Collected data entries.
*** Block opens ***

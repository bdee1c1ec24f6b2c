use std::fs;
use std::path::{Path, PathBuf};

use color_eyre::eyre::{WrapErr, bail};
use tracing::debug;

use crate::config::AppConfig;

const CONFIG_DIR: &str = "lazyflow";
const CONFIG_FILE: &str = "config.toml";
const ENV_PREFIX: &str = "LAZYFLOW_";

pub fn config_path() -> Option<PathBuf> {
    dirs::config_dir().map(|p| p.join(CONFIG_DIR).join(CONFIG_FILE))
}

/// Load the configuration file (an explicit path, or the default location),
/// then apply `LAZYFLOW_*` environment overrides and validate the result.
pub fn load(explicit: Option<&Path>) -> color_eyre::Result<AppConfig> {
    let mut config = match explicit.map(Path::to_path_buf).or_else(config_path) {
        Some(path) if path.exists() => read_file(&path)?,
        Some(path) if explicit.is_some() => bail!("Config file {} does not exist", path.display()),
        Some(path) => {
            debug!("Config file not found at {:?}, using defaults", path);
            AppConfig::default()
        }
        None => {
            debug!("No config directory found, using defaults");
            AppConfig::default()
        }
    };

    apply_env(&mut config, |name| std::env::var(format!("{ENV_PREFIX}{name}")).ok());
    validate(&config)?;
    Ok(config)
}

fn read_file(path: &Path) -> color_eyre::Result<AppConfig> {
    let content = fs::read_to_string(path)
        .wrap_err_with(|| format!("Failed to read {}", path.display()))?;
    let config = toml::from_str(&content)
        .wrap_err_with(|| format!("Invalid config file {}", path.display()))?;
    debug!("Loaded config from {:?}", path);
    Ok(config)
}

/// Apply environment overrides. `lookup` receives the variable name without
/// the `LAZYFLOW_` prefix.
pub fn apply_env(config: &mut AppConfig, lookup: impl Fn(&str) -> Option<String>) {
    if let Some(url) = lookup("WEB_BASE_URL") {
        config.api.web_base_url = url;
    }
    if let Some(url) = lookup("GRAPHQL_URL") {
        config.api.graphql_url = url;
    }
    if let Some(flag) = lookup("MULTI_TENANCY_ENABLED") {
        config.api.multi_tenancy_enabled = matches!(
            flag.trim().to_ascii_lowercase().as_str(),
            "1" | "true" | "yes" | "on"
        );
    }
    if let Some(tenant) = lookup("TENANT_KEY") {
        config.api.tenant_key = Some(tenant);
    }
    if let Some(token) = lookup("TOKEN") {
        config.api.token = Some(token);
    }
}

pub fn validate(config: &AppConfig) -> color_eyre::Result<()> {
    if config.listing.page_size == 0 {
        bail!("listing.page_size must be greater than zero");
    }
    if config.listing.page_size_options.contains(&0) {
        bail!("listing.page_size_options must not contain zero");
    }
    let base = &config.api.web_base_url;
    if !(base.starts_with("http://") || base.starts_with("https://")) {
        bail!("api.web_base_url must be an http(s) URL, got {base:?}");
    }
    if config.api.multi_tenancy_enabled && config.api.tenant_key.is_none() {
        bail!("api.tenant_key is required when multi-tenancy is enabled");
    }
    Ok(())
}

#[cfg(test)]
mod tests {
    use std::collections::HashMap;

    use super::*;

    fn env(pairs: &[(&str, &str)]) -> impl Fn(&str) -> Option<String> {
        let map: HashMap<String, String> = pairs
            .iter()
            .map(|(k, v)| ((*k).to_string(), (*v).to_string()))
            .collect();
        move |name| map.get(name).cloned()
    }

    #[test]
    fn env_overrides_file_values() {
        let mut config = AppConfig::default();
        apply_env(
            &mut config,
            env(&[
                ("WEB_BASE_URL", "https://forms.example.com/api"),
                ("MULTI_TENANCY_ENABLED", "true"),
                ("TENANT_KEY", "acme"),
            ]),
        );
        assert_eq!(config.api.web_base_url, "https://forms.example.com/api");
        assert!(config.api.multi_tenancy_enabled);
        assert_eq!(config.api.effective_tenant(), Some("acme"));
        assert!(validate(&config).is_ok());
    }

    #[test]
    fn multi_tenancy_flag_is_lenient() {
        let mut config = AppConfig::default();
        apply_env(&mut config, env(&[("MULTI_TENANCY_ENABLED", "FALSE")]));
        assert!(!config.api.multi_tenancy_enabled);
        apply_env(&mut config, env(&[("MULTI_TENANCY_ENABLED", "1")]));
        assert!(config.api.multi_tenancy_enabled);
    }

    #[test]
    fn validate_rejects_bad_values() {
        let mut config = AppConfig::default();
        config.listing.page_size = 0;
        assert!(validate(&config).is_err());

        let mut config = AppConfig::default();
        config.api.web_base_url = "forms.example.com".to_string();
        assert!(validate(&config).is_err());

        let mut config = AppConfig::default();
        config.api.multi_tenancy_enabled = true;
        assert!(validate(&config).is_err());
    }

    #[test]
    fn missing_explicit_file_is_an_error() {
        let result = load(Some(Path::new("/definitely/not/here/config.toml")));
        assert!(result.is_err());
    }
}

*** Block closes ***

Restate verbatim all lines from the start of the data through the line containing "Load the configuration", with both ends kept.

repository bdee1c1ec24f6b2c
use std::fs;
use std::path::{Path, PathBuf};

use color_eyre::eyre::{WrapErr, bail};
use tracing::debug;

use crate::config::AppConfig;

const CONFIG_DIR: &str = "lazyflow";
const CONFIG_FILE: &str = "config.toml";
const ENV_PREFIX: &str = "LAZYFLOW_";

pub fn config_path() -> Option<PathBuf> {
    dirs::config_dir().map(|p| p.join(CONFIG_DIR).join(CONFIG_FILE))
}

/// Load the configuration file (an explicit path, or the default location),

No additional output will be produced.